Ron Chew: Tell me when you found out about the Cathay Post and when you started.
Lip Mar: When I joined the Post, when I came out of the service, I was not active at all until I retired from the restaurant and had time to be at their meetings on Fridays. During the restaurant days, Fridays and Saturdays were the days that you had to work. I’d go down and watch them at the meetings and hear them talk, hear them argue. In those days, after they argued, they all would go down to Sun Ya and have a drink and everybody’s fine.
Chew: What drew everybody together? Obviously, everyone was in the service, but other than that?
Mar: I don’t know. Before my brother, Dan, there were people that originated, the founders: Jimmy Mar, Hing, Gobby, that group, David. There’s a whole bunch of guys that started way back. I was not involved in that at all because they were a lot older than I was. When I joined, got active, was with the later group like Ray Lew, Cal Fung, Bill Chin, brother Dan, John Uno, Bill Sing, Bill Wing, he passed away. He was from Tacoma. There were a few others, I don’t recall right now, that were active. …
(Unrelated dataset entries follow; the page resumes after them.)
// Copyright 2025 Fernando Borretti
//
// Licensed under the Apache License, Version 2.0 (the "License");
// you may not use this file except in compliance with the License.
// You may obtain a copy of the License at
//
//     http://www.apache.org/licenses/LICENSE-2.0
//
// Unless required by applicable law or agreed to in writing, software
// distributed under the License is distributed on an "AS IS" BASIS,
// WITHOUT WARRANTIES OR CONDITIONS OF ANY KIND, either express or implied.
// See the License for the specific language governing permissions and
// limitations under the License.

use rand::SeedableRng;
use rand::rngs::StdRng;
use serde::Serialize;
use serde_json::Value;

use crate::config::SchedulerConfig;
use crate::db::Database;
use crate::error::Fallible;
use crate::error::fail;
use crate::session;
use crate::session::Pools;
use crate::sm2;
use crate::types::card::Card;
use crate::types::card::CardId;
use crate::types::card::CardState;
use crate::types::card::Direction;
use crate::types::card_view::CardView;
use crate::types::deck::Deck;
use crate::types::deck::DeckId;
use crate::types::deck::DeckPrefs;
use crate::types::deck::PartialPrefs;
use crate::types::note::Note;
use crate::types::note::NoteId;
use crate::types::note::validate_meta;
use crate::types::rating::Rating;
use crate::types::review::ReviewLogEntry;
use crate::types::study_date::StudyDate;
use crate::types::timestamp::Timestamp;

/// The scheduling engine: owns the store and the randomness source. Time
/// is always passed in by the caller, so scheduling is reproducible under
/// test with a seeded configuration.
pub struct Scheduler {
    db: Database,
    rng: StdRng,
    rollover_hour: u32,
}

/// A snapshot of today's workload across a set of decks.
#[derive(Debug, Serialize)]
#[serde(rename_all = "camelCase")]
pub struct StudyCounts {
    /// Cards due now, by state.
    pub new: usize,
    pub learning: usize,
    pub review: usize,
    pub total: usize,
    /// Today's gradings so far.
    pub new_studied: u32,
    pub rev_studied: u32,
    /// What the daily limits still allow.
    pub new_remaining: u32,
    pub rev_remaining: u32,
    /// When the current study day ends and the quotas reset.
    pub next_rollover: Timestamp,
}

impl Scheduler {
    pub fn new(db: Database) -> Self {
        Self::with_config(db, SchedulerConfig::default())
    }

    pub fn with_config(db: Database, config: SchedulerConfig) -> Self {
        let rng = match config.seed {
            Some(seed) => StdRng::seed_from_u64(seed),
            None => StdRng::from_entropy(),
        };
        Self {
            db,
            rng,
            rollover_hour: config.rollover_hour.min(23),
        }
    }

    pub fn create_collection(&self, name: &str, prefs: DeckPrefs) -> Fallible<DeckId> {
        let deck_id = self.db.create_deck(name, false, &prefs.normalized())?;
        log::debug!("Created deck {deck_id} ({name}).");
        Ok(deck_id)
    }

    pub fn get_collection(&self, deck_id: &DeckId) -> Fallible<Deck> {
        match self.db.get_deck(deck_id)? {
            Some(deck) => Ok(deck),
            None => fail(format!("no such deck: {deck_id}")),
        }
    }

    pub fn list_collections(&self) -> Fallible<Vec<Deck>> {
        self.db.list_decks()
    }

    /// Merge a preferences update into a deck. Changing `new_per_day`
    /// re-derives `rev_per_day` unless the update overrides it explicitly.
    pub fn update_preferences(&self, deck_id: &DeckId, partial: PartialPrefs) -> Fallible<Deck> {
        let mut deck = self.get_collection(deck_id)?;
        deck.prefs = partial.apply(deck.prefs);
        self.db.update_deck_prefs(deck_id, &deck.prefs)?;
        Ok(deck)
    }

    /// Add a note, creating a forward card and, for bidirectional decks, a
    /// reverse card, atomically.
    pub fn add_item(
        &self,
        deck_id: &DeckId,
        front: &str,
        back: &str,
        meta: Option<Value>,
        now: Timestamp,
    ) -> Fallible<NoteId> {
        let deck = self.get_collection(deck_id)?;
        if let Some(meta) = &meta {
            validate_meta(meta)?;
        }
        let note = Note {
            note_id: NoteId::generate(),
            deck_id: deck_id.clone(),
            front: front.to_string(),
            back: back.to_string(),
            meta,
            created_at: now,
        };
        let mut cards = vec![new_card(&note, Direction::Forward, now)];
        if deck.prefs.bidirectional {
            cards.push(new_card(&note, Direction::Reverse, now));
        }
        self.db.insert_note(&note, &cards)?;
        log::debug!(
            "Added note {} to deck {} ({} cards).",
            note.note_id,
            deck.name,
            cards.len()
        );
        Ok(note.note_id)
    }

    /// Import notes from JSON-lines text. Each line must be an object with
    /// `front` and `back`; any remaining keys become the note's metadata.
    /// Malformed lines are skipped. Returns the number imported.
    pub fn import_items(&self, deck_id: &DeckId, text: &str, now: Timestamp) -> Fallible<usize> {
        let mut imported = 0;
        for line in text.lines() {
            let line = line.trim();
            if line.is_empty() {
                continue;
            }
            let value: Value = match serde_json::from_str(line) {
                Ok(value) => value,
                Err(e) => {
                    log::warn!("Skipping invalid JSON line: {e}");
                    continue;
                }
            };
            let Some(object) = value.as_object() else {
                log::warn!("Skipping non-object line.");
                continue;
            };
            let front = object.get("front").and_then(Value::as_str);
            let back = object.get("back").and_then(Value::as_str);
            let (Some(front), Some(back)) = (front, back) else {
                log::warn!("Skipping line without front/back.");
                continue;
            };
            let front = front.to_string();
            let back = back.to_string();
            let mut extra = object.clone();
            extra.remove("front");
            extra.remove("back");
            let meta = if extra.is_empty() {
                None
            } else {
                Some(Value::Object(extra))
            };
            self.add_item(deck_id, &front, &back, meta, now)?;
            imported += 1;
        }
        Ok(imported)
    }

    /// Assemble the presentation queue for a set of decks. The queue is a
    /// pure read: it goes stale as soon as any card in it is graded, so
    /// callers should rebuild after grading.
    pub fn build_session(
        &mut self,
        deck_ids: &[DeckId],
        now: Timestamp,
        max_new: Option<usize>,
        max_rev: Option<usize>,
    ) -> Fallible<Vec<CardView>> {
        let study_date = StudyDate::from_timestamp(now, self.rollover_hour);
        let mut new_quota: usize = 0;
        let mut rev_quota: usize = 0;
        for deck_id in deck_ids {
            let deck = self.get_collection(deck_id)?;
            let prefs = deck.prefs.normalized();
            let (new_studied, rev_studied) = self.db.daily_stats(deck_id, study_date)?;
            new_quota += prefs.new_per_day.saturating_sub(new_studied) as usize;
            rev_quota += prefs.rev_per_day.saturating_sub(rev_studied) as usize;
        }
        if let Some(max) = max_new {
            new_quota = new_quota.min(max);
        }
        if let Some(max) = max_rev {
            rev_quota = rev_quota.min(max);
        }

        let pools = Pools {
            learning: self
                .db
                .due_learning(deck_ids, now.add_secs(session::LEARN_AHEAD_SECS))?,
            review: self.db.due_review(deck_ids, now)?,
            new: self.db.unseen(deck_ids)?,
        };
        let queue = session::assemble(pools, new_quota, rev_quota, &mut self.rng);
        log::debug!(
            "Built session of {} cards across {} decks.",
            queue.len(),
            deck_ids.len()
        );
        Ok(queue)
    }

    /// Grade a card: compute the transition, persist it, append the review
    /// log entry, and bump the day's counters. Grading a suspended card is
    /// accepted but leaves the card untouched; the review is still logged.
    pub fn grade_review(
        &mut self,
        card_id: &CardId,
        rating: Rating,
        answer_ms: u32,
        now: Timestamp,
    ) -> Fallible<()> {
        let card = match self.db.get_card(card_id)? {
            Some(card) => card,
            None => return fail(format!("no such card: {card_id}")),
        };
        let note = match self.db.get_note(&card.note_id)? {
            Some(note) => note,
            None => return fail(format!("no such note: {}", card.note_id)),
        };
        let deck = self.get_collection(&note.deck_id)?;
        let steps = deck.prefs.normalized().steps_min;

        match sm2::transition(&card, rating, now, &steps, &mut self.rng) {
            Some(transition) => {
                let entry = ReviewLogEntry {
                    card_id: card_id.clone(),
                    reviewed_at: now,
                    rating,
                    answer_ms,
                    prev_state: card.state,
                    prev_interval: card.interval_days,
                    next_interval: transition.interval_days,
                };
                let study_date = StudyDate::from_timestamp(now, self.rollover_hour);
                self.db
                    .apply_review(card_id, &transition, now, &entry, &deck.deck_id, study_date)?;
                log::debug!(
                    "{} {} -> {} interval={:.2}d ease={:.2}",
                    card_id,
                    rating.as_str(),
                    transition.state.as_str(),
                    transition.interval_days,
                    transition.ease
                );
            }
            None => {
                let entry = ReviewLogEntry {
                    card_id: card_id.clone(),
                    reviewed_at: now,
                    rating,
                    answer_ms,
                    prev_state: card.state,
                    prev_interval: card.interval_days,
                    next_interval: card.interval_days,
                };
                self.db.append_review_log(&entry)?;
                log::debug!("{card_id} is suspended; rating accepted, card unchanged.");
            }
        }
        Ok(())
    }

    /// Exclude a card from all candidate pools until unsuspended.
    pub fn suspend(&self, card_id: &CardId) -> Fallible<()> {
        if !self.db.set_card_state(card_id, CardState::Suspended)? {
            return fail(format!("no such card: {card_id}"));
        }
        Ok(())
    }

    /// Return a suspended card to the queue: never-reviewed cards go back
    /// to new, cards still in their learning steps to learning, graduated
    /// cards to review.
    pub fn unsuspend(&self, card_id: &CardId) -> Fallible<()> {
        let card = match self.db.get_card(card_id)? {
            Some(card) => card,
            None => return fail(format!("no such card: {card_id}")),
        };
        if card.state != CardState::Suspended {
            return Ok(());
        }
        let state = if card.last_review.is_none() {
            CardState::New
        } else if card.interval_days == 0.0 {
            CardState::Learning
        } else {
            CardState::Review
        };
        self.db.set_card_state(card_id, state)?;
        Ok(())
    }

    /// Today's workload: cards due now by state, plus the day's counters
    /// and what the daily limits still allow.
    pub fn get_daily_stats(&self, deck_ids: &[DeckId], now: Timestamp) -> Fallible<StudyCounts> {
        let (new, learning, review) = self.db.state_counts(deck_ids, now)?;
        let study_date = StudyDate::from_timestamp(now, self.rollover_hour);
        let mut counts = StudyCounts {
            new,
            learning,
            review,
            total: new + learning + review,
            new_studied: 0,
            rev_studied: 0,
            new_remaining: 0,
            rev_remaining: 0,
            next_rollover: StudyDate::next_rollover(now, self.rollover_hour),
        };
        for deck_id in deck_ids {
            let deck = self.get_collection(deck_id)?;
            let prefs = deck.prefs.normalized();
            let (new_studied, rev_studied) = self.db.daily_stats(deck_id, study_date)?;
            counts.new_studied += new_studied;
            counts.rev_studied += rev_studied;
            counts.new_remaining += prefs.new_per_day.saturating_sub(new_studied);
            counts.rev_remaining += prefs.rev_per_day.saturating_sub(rev_studied);
        }
        Ok(counts)
    }
}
Chew: Talk about some of the activities that you did. You mentioned the spaghetti feed that helped support the fundraising. The Christmas parties, can you talk about that?
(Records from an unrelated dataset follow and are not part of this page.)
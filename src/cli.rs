// Copyright 2025 Fernando Borretti
//
// Licensed under the Apache License, Version 2.0 (the "License");
// you may not use this file except in compliance with the License.
// You may obtain a copy of the License at
//
//     http://www.apache.org/licenses/LICENSE-2.0
//
// Unless required by applicable law or agreed to in writing, software
// distributed under the License is distributed on an "AS IS" BASIS,
// WITHOUT WARRANTIES OR CONDITIONS OF ANY KIND, either express or implied.
// See the License for the specific language governing permissions and
// limitations under the License.

use std::fs::read_to_string;
use std::path::PathBuf;

use clap::Parser;
use clap::Subcommand;
use serde_json::Value;

use crate::config::SchedulerConfig;
use crate::db::Database;
use crate::error::ErrorReport;
use crate::error::Fallible;
use crate::error::fail;
use crate::scheduler::Scheduler;
use crate::types::card::CardId;
use crate::types::deck::Deck;
use crate::types::deck::DeckId;
use crate::types::deck::DeckPrefs;
use crate::types::deck::PartialPrefs;
use crate::types::rating::Rating;
use crate::types::timestamp::Timestamp;

#[derive(Parser)]
#[command(version, about, long_about = None)]
struct Cli {
    /// Directory holding the card database (defaults to the working
    /// directory).
    #[arg(long)]
    directory: Option<String>,
    #[command(subcommand)]
    command: Command,
}

#[derive(Subcommand)]
enum Command {
    /// Create a new deck.
    CreateDeck {
        name: String,
        /// New cards introduced per day.
        #[arg(long)]
        new_per_day: Option<u32>,
        /// Also create reverse cards for new notes.
        #[arg(long)]
        bidirectional: bool,
    },
    /// List decks.
    Decks,
    /// Add a note to a deck.
    Add {
        /// Deck name or id.
        deck: String,
        front: String,
        back: String,
        /// Optional metadata as a JSON object.
        #[arg(long)]
        meta: Option<String>,
    },
    /// Import notes from a JSON-lines file.
    Import {
        /// Deck name or id.
        deck: String,
        file: PathBuf,
    },
    /// Build and print today's queue.
    Session {
        /// Deck names or ids; all decks when empty.
        decks: Vec<String>,
        #[arg(long)]
        max_new: Option<usize>,
        #[arg(long)]
        max_rev: Option<usize>,
    },
    /// Grade a card (1 = again, 2 = hard, 3 = good, 4 = easy).
    Grade {
        card_id: String,
        rating: u8,
        /// Time taken to answer, in milliseconds.
        #[arg(long, default_value_t = 0)]
        answer_ms: u32,
        /// Interpret the rating on the older three-level scale
        /// (0 = missed, 1 = almost, 2 = got it).
        #[arg(long)]
        legacy: bool,
    },
    /// Exclude a card from sessions.
    Suspend { card_id: String },
    /// Return a suspended card to the queue.
    Unsuspend { card_id: String },
    /// Update a deck's daily limits.
    SetLimits {
        /// Deck name or id.
        deck: String,
        #[arg(long)]
        new_per_day: Option<u32>,
        #[arg(long)]
        rev_per_day: Option<u32>,
    },
    /// Print today's stats as JSON.
    Stats {
        /// Deck names or ids; all decks when empty.
        decks: Vec<String>,
    },
}

pub fn entrypoint() -> Fallible<()> {
    let cli = Cli::parse();
    let directory: PathBuf = match &cli.directory {
        Some(dir) => PathBuf::from(dir),
        None => std::env::current_dir()?,
    };
    if !directory.exists() {
        return fail("directory does not exist.");
    }
    let db_path = directory.join("kartei.db");
    let db_path = db_path
        .to_str()
        .ok_or_else(|| ErrorReport::new("invalid path"))?;
    let db = Database::new(db_path)?;
    let config = SchedulerConfig::load(&directory.join("kartei.toml"))?;
    let mut scheduler = Scheduler::with_config(db, config);
    let now = Timestamp::now();

    match cli.command {
        Command::CreateDeck {
            name,
            new_per_day,
            bidirectional,
        } => {
            let prefs = PartialPrefs {
                new_per_day,
                bidirectional: Some(bidirectional),
                ..PartialPrefs::default()
            }
            .apply(DeckPrefs::default());
            let deck_id = scheduler.create_collection(&name, prefs)?;
            println!("{deck_id}");
        }
        Command::Decks => {
            for deck in scheduler.list_collections()? {
                println!(
                    "{}  {}  new/day={} rev/day={}",
                    deck.deck_id, deck.name, deck.prefs.new_per_day, deck.prefs.rev_per_day
                );
            }
        }
        Command::Add {
            deck,
            front,
            back,
            meta,
        } => {
            let deck = resolve_deck(&scheduler, &deck)?;
            let meta = match meta {
                Some(text) => Some(serde_json::from_str::<Value>(&text)?),
                None => None,
            };
            let note_id = scheduler.add_item(&deck.deck_id, &front, &back, meta, now)?;
            println!("{note_id}");
        }
        Command::Import { deck, file } => {
            let deck = resolve_deck(&scheduler, &deck)?;
            let text = read_to_string(&file)?;
            let imported = scheduler.import_items(&deck.deck_id, &text, now)?;
            println!("Imported {imported} notes.");
        }
        Command::Session {
            decks,
            max_new,
            max_rev,
        } => {
            let deck_ids = resolve_decks(&scheduler, &decks)?;
            let queue = scheduler.build_session(&deck_ids, now, max_new, max_rev)?;
            if queue.is_empty() {
                println!("No cards due.");
            }
            for view in &queue {
                println!(
                    "{}  [{}]  {}",
                    view.card_id,
                    view.state.as_str(),
                    view.prompt()
                );
            }
        }
        Command::Grade {
            card_id,
            rating,
            answer_ms,
            legacy,
        } => {
            let rating = if legacy {
                Rating::from_legacy(rating)?
            } else {
                Rating::from_int(rating)?
            };
            scheduler.grade_review(&CardId::from_string(card_id), rating, answer_ms, now)?;
        }
        Command::Suspend { card_id } => {
            scheduler.suspend(&CardId::from_string(card_id))?;
        }
        Command::Unsuspend { card_id } => {
            scheduler.unsuspend(&CardId::from_string(card_id))?;
        }
        Command::SetLimits {
            deck,
            new_per_day,
            rev_per_day,
        } => {
            let deck = resolve_deck(&scheduler, &deck)?;
            let partial = PartialPrefs {
                new_per_day,
                rev_per_day,
                ..PartialPrefs::default()
            };
            let deck = scheduler.update_preferences(&deck.deck_id, partial)?;
            println!(
                "{}: new/day={} rev/day={}",
                deck.name, deck.prefs.new_per_day, deck.prefs.rev_per_day
            );
        }
        Command::Stats { decks } => {
            let deck_ids = resolve_decks(&scheduler, &decks)?;
            let counts = scheduler.get_daily_stats(&deck_ids, now)?;
            println!("{}", serde_json::to_string_pretty(&counts)?);
        }
    }
    Ok(())
}

/// Look a deck up by name first, then by id.
fn resolve_deck(scheduler: &Scheduler, needle: &str) -> Fallible<Deck> {
    for deck in scheduler.list_collections()? {
        if deck.name == needle || deck.deck_id.as_str() == needle {
            return Ok(deck);
        }
    }
    fail(format!("no such deck: {needle}"))
}

/// Resolve a list of deck arguments; an empty list means all decks.
fn resolve_decks(scheduler: &Scheduler, needles: &[String]) -> Fallible<Vec<DeckId>> {
    if needles.is_empty() {
        return Ok(scheduler
            .list_collections()?
            .into_iter()
            .map(|deck| deck.deck_id)
            .collect());
    }
    let mut deck_ids = Vec::with_capacity(needles.len());
    for needle in needles {
        deck_ids.push(resolve_deck(scheduler, needle)?.deck_id);
    }
    Ok(deck_ids)
}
Mar: Actually, the Christmas party was not a fundraiser. It was just a community service. It’s for the community. The fundraising was just for scholarships. We’d do the street fair. We’d sell cotton candy and snow cones. That was very successful. We did that for quite a number of years. We had volunteers. During the time of the street fair, Bill Sing, he used to be an import/export type of thing. He had a lot of fans that he sold, hundreds of thousands of fans. He would donate that to us and we would sell them at the street fair at $1 a piece. Just with the fans, we would raise $300 to $400. … Since Bill passed away, we don’t have the source of the free donation of fans that would bring in $300 to $400. Without a lot of volunteers, it kind of faded away.
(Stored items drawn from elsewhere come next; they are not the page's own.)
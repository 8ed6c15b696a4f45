// Copyright 2025 Fernando Borretti
//
// Licensed under the Apache License, Version 2.0 (the "License");
// you may not use this file except in compliance with the License.
// You may obtain a copy of the License at
//
//     http://www.apache.org/licenses/LICENSE-2.0
//
// Unless required by applicable law or agreed to in writing, software
// distributed under the License is distributed on an "AS IS" BASIS,
// WITHOUT WARRANTIES OR CONDITIONS OF ANY KIND, either express or implied.
// See the License for the specific language governing permissions and
// limitations under the License.

use rand::Rng;

use crate::types::card::Card;
use crate::types::card::CardState;
use crate::types::rating::Rating;
use crate::types::timestamp::SECS_PER_DAY;
use crate::types::timestamp::Timestamp;

/// The floor below which ease never drops.
pub const MIN_EASE: f64 = 1.3;

/// Ease assigned to cards that have never been reviewed.
pub const DEFAULT_EASE: f64 = 2.5;

/// Interval granted when graduating with `Good`, in days.
const GRADUATING_INTERVAL_GOOD: f64 = 1.0;

/// Interval granted when graduating with `Easy`, in days.
const GRADUATING_INTERVAL_EASY: f64 = 4.0;

/// Minimum delay when repeating a learning step with `Hard`, in minutes.
const HARD_STEP_FLOOR_MIN: u32 = 10;

/// The maximum review interval, in days.
const MAX_INTERVAL: f64 = 36_500.0;

const LAPSE_EASE_PENALTY: f64 = 0.2;
const LAPSE_INTERVAL_FACTOR: f64 = 0.5;
const HARD_EASE_PENALTY: f64 = 0.15;
const HARD_INTERVAL_FACTOR: f64 = 1.2;
const EASY_EASE_BONUS: f64 = 0.15;
const EASY_INTERVAL_BONUS: f64 = 1.3;

/// The card fields recomputed by grading a review.
#[derive(Clone, PartialEq, Debug)]
pub struct Transition {
    pub state: CardState,
    pub due: Timestamp,
    pub interval_days: f64,
    pub ease: f64,
    pub lapses: u32,
    pub step_index: usize,
}

/// Compute a card's next scheduling state from `(state, rating, now)`.
///
/// Returns `None` for suspended cards: the rating is accepted but changes
/// nothing. `steps` holds the deck's learning steps in minutes and must be
/// non-empty (deck preferences are normalized before reaching this point).
pub fn transition<R: Rng>(
    card: &Card,
    rating: Rating,
    now: Timestamp,
    steps: &[u32],
    rng: &mut R,
) -> Option<Transition> {
    match card.state {
        CardState::New => Some(rate_new(card, rating, now, steps, rng)),
        CardState::Learning => Some(rate_learning(card, rating, now, steps, rng)),
        CardState::Review => Some(rate_review(card, rating, now, steps, rng)),
        CardState::Suspended => None,
    }
}

fn rate_new<R: Rng>(
    card: &Card,
    rating: Rating,
    now: Timestamp,
    steps: &[u32],
    rng: &mut R,
) -> Transition {
    match rating {
        Rating::Easy => graduate(card, GRADUATING_INTERVAL_EASY, now, rng),
        Rating::Again | Rating::Hard | Rating::Good => Transition {
            state: CardState::Learning,
            due: now.add_minutes(step_minutes(steps, 0)),
            interval_days: 0.0,
            ease: card.ease,
            lapses: card.lapses,
            step_index: 0,
        },
    }
}

fn rate_learning<R: Rng>(
    card: &Card,
    rating: Rating,
    now: Timestamp,
    steps: &[u32],
    rng: &mut R,
) -> Transition {
    match rating {
        Rating::Again => {
            // A non-zero interval means the card lapsed out of review, so
            // failing a step again counts as another lapse.
            let lapses = if card.interval_days > 0.0 {
                card.lapses + 1
            } else {
                card.lapses
            };
            Transition {
                state: CardState::Learning,
                due: now.add_minutes(step_minutes(steps, 0)),
                interval_days: card.interval_days,
                ease: card.ease,
                lapses,
                step_index: 0,
            }
        }
        Rating::Hard => {
            let minutes = step_minutes(steps, card.step_index).max(HARD_STEP_FLOOR_MIN);
            Transition {
                state: CardState::Learning,
                due: now.add_minutes(minutes),
                interval_days: card.interval_days,
                ease: card.ease,
                lapses: card.lapses,
                step_index: card.step_index,
            }
        }
        Rating::Good => {
            if card.step_index + 1 >= steps.len() {
                graduate(card, GRADUATING_INTERVAL_GOOD, now, rng)
            } else {
                let next = card.step_index + 1;
                Transition {
                    state: CardState::Learning,
                    due: now.add_minutes(step_minutes(steps, next)),
                    interval_days: card.interval_days,
                    ease: card.ease,
                    lapses: card.lapses,
                    step_index: next,
                }
            }
        }
        Rating::Easy => graduate(card, GRADUATING_INTERVAL_EASY, now, rng),
    }
}

fn rate_review<R: Rng>(
    card: &Card,
    rating: Rating,
    now: Timestamp,
    steps: &[u32],
    rng: &mut R,
) -> Transition {
    let days_late = f64::max(0.0, now.secs_since(card.due) as f64 / SECS_PER_DAY as f64);
    match rating {
        Rating::Again => Transition {
            state: CardState::Learning,
            due: now.add_minutes(step_minutes(steps, 0)),
            interval_days: f64::max(1.0, card.interval_days * LAPSE_INTERVAL_FACTOR),
            ease: f64::max(MIN_EASE, card.ease - LAPSE_EASE_PENALTY),
            lapses: card.lapses + 1,
            step_index: 0,
        },
        Rating::Hard => reschedule(
            card,
            f64::max(1.0, card.interval_days * HARD_INTERVAL_FACTOR),
            f64::max(MIN_EASE, card.ease - HARD_EASE_PENALTY),
            now,
            rng,
        ),
        Rating::Good => reschedule(
            card,
            (card.interval_days + days_late / 2.0) * card.ease,
            card.ease,
            now,
            rng,
        ),
        Rating::Easy => reschedule(
            card,
            (card.interval_days + days_late) * card.ease * EASY_INTERVAL_BONUS,
            card.ease + EASY_EASE_BONUS,
            now,
            rng,
        ),
    }
}

/// Leave the learning steps and enter the review state.
fn graduate<R: Rng>(card: &Card, base_days: f64, now: Timestamp, rng: &mut R) -> Transition {
    let interval = fuzzed(base_days, rng);
    Transition {
        state: CardState::Review,
        due: now.add_days(interval),
        interval_days: interval,
        ease: card.ease,
        lapses: card.lapses,
        step_index: 0,
    }
}

fn reschedule<R: Rng>(
    card: &Card,
    interval: f64,
    ease: f64,
    now: Timestamp,
    rng: &mut R,
) -> Transition {
    let interval = fuzzed(interval, rng).min(MAX_INTERVAL);
    Transition {
        state: CardState::Review,
        due: now.add_days(interval),
        interval_days: interval,
        ease,
        lapses: card.lapses,
        step_index: card.step_index,
    }
}

/// Multiply by a random factor in [0.95, 1.05] so siblings added together
/// drift apart. Sub-day intervals are left exact.
fn fuzzed<R: Rng>(days: f64, rng: &mut R) -> f64 {
    if days < 1.0 {
        days
    } else {
        days * rng.gen_range(0.95..=1.05)
    }
}

/// A card's learning step in minutes. Out-of-range indices fall back to
/// the last step: preferences may have been shortened since the card was
/// last reviewed.
fn step_minutes(steps: &[u32], index: usize) -> u32 {
    match steps.get(index) {
        Some(minutes) => *minutes,
        None => steps.last().copied().unwrap_or(HARD_STEP_FLOOR_MIN),
    }
}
Chew: Do you still do the scholarship program?
Mar: Yes. … This year, the scholarship was $4,000. We give $2,000 to each student. We have a committee. This year, it was Bob Harman and Frances Gregory that selected the recipients through the mail. The participants all mailed in their forms. …
Chew: These are high school students?
Mar: High school students, uh huh. A few years ago, we did the same thing. We didn’t have a committee that was really that efficient. But what we wanted to do in those days is we’d give it to the offspring or relatives of the American Legion members, family. Any family of the American Legion would be eligible. We actually used that formula. And then one year, we opened it to everybody. We gave out a couple of free scholarships to people that we picked. …
Chew: What for you has been the most rewarding part of being with the Cathay Post?
Mar: Well, the camaraderie of people, the camaraderie of the people that were in the service. Not only do we have Asians in our club now, we have Japanese, Caucasians. They are strong members, they are commanders. Those people that are with us, they tend to come to Chinatown and mingle with us. They get involved and they enjoy it.
Chew: What do you see as the future of the Post?
Mar: Well, to me, right now, I don’t think our Post will last too long. The World War II veterans, there are very few left. The few that are left are not active. I think the only active ones from World War II are Cal Fung, Bill Chin, and I. We have Korean veterans, which are very active, and Vietnam people.